Step 1: Understanding the Concept:
When a charged particle is placed in a uniform electric field, it experiences a constant force.
This constant force produces a constant acceleration.
We can use Newton's laws of motion and kinematic equations to find its final velocity and subsequently its kinetic energy.
Step 2: Key Formula or Approach:
Electric force $F = qE$.
Acceleration $a = \frac{F}{m} = \frac{qE}{m}$.
Kinematic equation for velocity starting from rest: $v = u + at \implies v = at$.
Kinetic energy $K = \frac{1}{2}mv^2$.
Step 3: Detailed Explanation:
The particle starts from rest, so its initial velocity $u = 0$.
The force acting on the particle is $F = qE$.
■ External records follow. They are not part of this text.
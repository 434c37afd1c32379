//! Shared wiring for unit and integration tests: a [`Services`] bundle
//! backed entirely by the in-memory collaborators, with handles to the
//! concrete types so tests can script them.

use std::sync::Arc;

use crate::external::{
    DbaGroup, InMemoryApproval, InMemoryCmdb, InMemoryResourcePool, InMemoryTaskGraph,
    RecordingNotifier, StaticDbaDirectory,
};
use crate::services::Services;
use crate::store::InMemoryStore;

/// Concrete collaborator handles behind a [`Services`] bundle.
pub struct CollabHandles {
    pub store: Arc<InMemoryStore>,
    pub approval: Arc<InMemoryApproval>,
    pub taskgraph: Arc<InMemoryTaskGraph>,
    pub resources: Arc<InMemoryResourcePool>,
    pub cmdb: Arc<InMemoryCmdb>,
    pub notifier: Arc<RecordingNotifier>,
    pub dba: Arc<StaticDbaDirectory>,
}

/// Default test directory: one primary/secondary/other DBA each, one
/// assistance helper, two designated approvers.
pub fn test_dba_directory() -> StaticDbaDirectory {
    StaticDbaDirectory::new(
        DbaGroup {
            primary: vec!["dba-primary".to_string()],
            secondary: vec!["dba-secondary".to_string()],
            others: vec!["dba-other".to_string()],
            assistance: vec!["helper".to_string()],
        },
        vec!["approver1".to_string(), "approver2".to_string()],
    )
}

/// Fresh service bundle on in-memory collaborators.
pub fn test_services() -> (Services, CollabHandles) {
    let store = Arc::new(InMemoryStore::new());
    let approval = Arc::new(InMemoryApproval::new());
    let taskgraph = Arc::new(InMemoryTaskGraph::new());
    let resources = Arc::new(InMemoryResourcePool::new());
    let cmdb = Arc::new(InMemoryCmdb::new());
    let notifier = Arc::new(RecordingNotifier::new());
    let dba = Arc::new(test_dba_directory());

    let services = Services {
        store: store.clone(),
        approval: approval.clone(),
        taskgraph: taskgraph.clone(),
        resources: resources.clone(),
        cmdb: cmdb.clone(),
        notifier: notifier.clone(),
        dba: dba.clone(),
    };
    let handles = CollabHandles {
        store,
        approval,
        taskgraph,
        resources,
        cmdb,
        notifier,
        dba,
    };
    (services, handles)
}
use std::path::PathBuf;
use std::sync::Arc;
use std::time::Duration;

use anyhow::Result;
use clap::{Parser, Subcommand};

use fleetflow::config::FleetflowConfig;
use fleetflow::coordinator::{CoordinatorConfig, FlowCoordinator};
use fleetflow::external::{
    ApprovalService, InMemoryApproval, InMemoryCmdb, InMemoryResourcePool, InMemoryTaskGraph,
    LogNotifier, Notifier, NullNotifier, RateLimitedApproval, StaticDbaDirectory,
};
use fleetflow::services::Services;
use fleetflow::store::InMemoryStore;
use fleetflow::telemetry::{init_telemetry, shutdown_telemetry};

#[derive(Parser)]
#[command(name = "fleetflow")]
#[command(about = "Database fleet ticket orchestration")]
#[command(
    long_about = "Fleetflow drives operational database changes through a \
                  ticket pipeline: approval, resource allocation, task-graph \
                  execution, and delivery, with host pool bookkeeping on the way."
)]
struct Cli {
    #[command(subcommand)]
    command: Commands,
}

#[derive(Subcommand)]
enum Commands {
    /// Run the background flow coordinator
    Run {
        /// Path to a configuration file
        #[arg(long, help = "Configuration file (defaults to ./fleetflow.*)")]
        config: Option<PathBuf>,
        /// Override the poll interval in seconds
        #[arg(long, help = "Seconds between evaluation passes")]
        interval: Option<u64>,
    },
    /// Print the effective configuration and exit
    ShowConfig {
        /// Path to a configuration file
        #[arg(long)]
        config: Option<PathBuf>,
    },
}

/// Wire the service bundle on in-memory collaborators. Deployments with
/// real upstreams swap their clients in here; every seam is a trait.
fn build_services(config: &FleetflowConfig) -> Services {
    let approval: Arc<dyn ApprovalService> = Arc::new(RateLimitedApproval::new(
        Arc::new(InMemoryApproval::new()),
        config.approval.requests_per_second,
        config.approval.burst_capacity,
        Duration::from_secs(config.approval.log_cache_ttl_secs),
    ));
    let notifier: Arc<dyn Notifier> = if config.notification.enabled {
        Arc::new(LogNotifier::new())
    } else {
        Arc::new(NullNotifier)
    };

    Services {
        store: Arc::new(InMemoryStore::new()),
        approval,
        taskgraph: Arc::new(InMemoryTaskGraph::new()),
        resources: Arc::new(InMemoryResourcePool::new()),
        cmdb: Arc::new(InMemoryCmdb::new()),
        notifier,
        dba: Arc::new(StaticDbaDirectory::default()),
    }
}

#[tokio::main]
async fn main() -> Result<()> {
    dotenvy::dotenv().ok();
    let cli = Cli::parse();

    match cli.command {
        Commands::Run { config, interval } => {
            init_telemetry()?;
            let mut settings = FleetflowConfig::load(config.as_deref())?;
            if let Some(interval) = interval {
                settings.coordinator.poll_interval_secs = interval;
            }

            let services = build_services(&settings);
            let coordinator = Arc::new(FlowCoordinator::new(
                services,
                CoordinatorConfig {
                    poll_interval_secs: settings.coordinator.poll_interval_secs,
                    jitter_ms: settings.coordinator.jitter_ms,
                },
            ));

            let stopper = Arc::clone(&coordinator);
            tokio::spawn(async move {
                if tokio::signal::ctrl_c().await.is_ok() {
                    tracing::info!("shutdown signal received");
                    stopper.shutdown();
                }
            });

            let result = coordinator.run().await;
            shutdown_telemetry();
            result
        }
        Commands::ShowConfig { config } => {
            let settings = FleetflowConfig::load(config.as_deref())?;
            println!("{}", serde_json::to_string_pretty(&settings)?);
            Ok(())
        }
    }
}
//! Internal task-graph execution stage.

use async_trait::async_trait;
use tracing::debug;

use crate::external::{TaskGraphEngine, TaskGraphState};
use crate::models::{Flow, FlowStatus, Ticket};
use crate::services::Services;
use crate::stages::{FlowStage, StageError, StatusProbe};

/// Behavior variants of the task-graph stage.
#[derive(Debug, Clone, Copy, PartialEq, Eq)]
pub enum InnerMode {
    /// Full tracking: failure pauses the ticket on a retry todo
    Standard,
    /// Fast path: failure fails the ticket without a retry todo
    Quick,
    /// Kickoff only: outcome is deliberately not consulted
    IgnoreResult,
}

pub struct InnerFlowStage {
    services: Services,
    mode: InnerMode,
}

impl InnerFlowStage {
    pub fn new(services: Services, mode: InnerMode) -> Self {
        Self { services, mode }
    }

    pub fn mode(&self) -> InnerMode {
        self.mode
    }
}

#[async_trait]
impl FlowStage for InnerFlowStage {
    async fn run(&self, ticket: &Ticket, flow: &Flow) -> Result<Option<String>, StageError> {
        let root_id = self.services.taskgraph.start(&flow.details).await?;
        debug!(ticket_id = %ticket.id, root_id, "task graph started");
        Ok(Some(root_id))
    }

    async fn status(
        &self,
        _ticket: &Ticket,
        flow: &Flow,
        probe: &mut StatusProbe,
    ) -> Result<FlowStatus, StageError> {
        let Some(root_id) = flow.correlation_id.as_deref() else {
            return Ok(flow.status);
        };

        if self.mode == InnerMode::IgnoreResult {
            // Kicked off is all this variant promises
            return Ok(FlowStatus::Succeeded);
        }

        let state = probe
            .graph_state(&*self.services.taskgraph, root_id)
            .await?;
        let status = match state {
            TaskGraphState::Finished => FlowStatus::Succeeded,
            TaskGraphState::Revoked => FlowStatus::Terminated,
            state if state.is_failed() => FlowStatus::Failed,
            _ => FlowStatus::Running,
        };
        Ok(status)
    }

    async fn revoke(&self, _ticket: &Ticket, flow: &Flow, _operator: &str) -> Result<(), StageError> {
        if let Some(root_id) = flow.correlation_id.as_deref() {
            self.services.taskgraph.revoke(root_id).await?;
        }
        Ok(())
    }

    fn summary(&self, flow: &Flow) -> String {
        let label = match self.mode {
            InnerMode::Standard => "task graph",
            InnerMode::Quick => "task graph (quick)",
            InnerMode::IgnoreResult => "task graph (result ignored)",
        };
        match flow.correlation_id.as_deref() {
            Some(root_id) => format!("{label} {root_id}"),
            None => label.to_string(),
        }
    }
}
According to Newton's second law, the acceleration is:
\[ a = \frac{F}{m} = \frac{qE}{m} \]
Using the first equation of motion, find the velocity $v$ after time $t$:
\[ v = u + at = 0 + \left(\frac{qE}{m}\right)t \]
\[ v = \frac{qEt}{m} \]
The kinetic energy $K$ of the particle after time $t$ is:
\[ K = \frac{1}{2}mv^2 \]
Substitute the expression for velocity $v$ into the kinetic energy equation:
\[ K = \frac{1}{2}m \left(\frac{qEt}{m}\right)^2 \]
Expand the squared term:
\[ K = \frac{1}{2}m \left(\frac{q^2 E^2 t^2}{m^2}\right) \]
Simplify by canceling one mass term '$m$':
\[ K = \frac{q^2 E^2 t^2}{2m} \]
Step 4: Final Answer:
The kinetic energy is $\frac{E^2 q^2 t^2}{2m}$.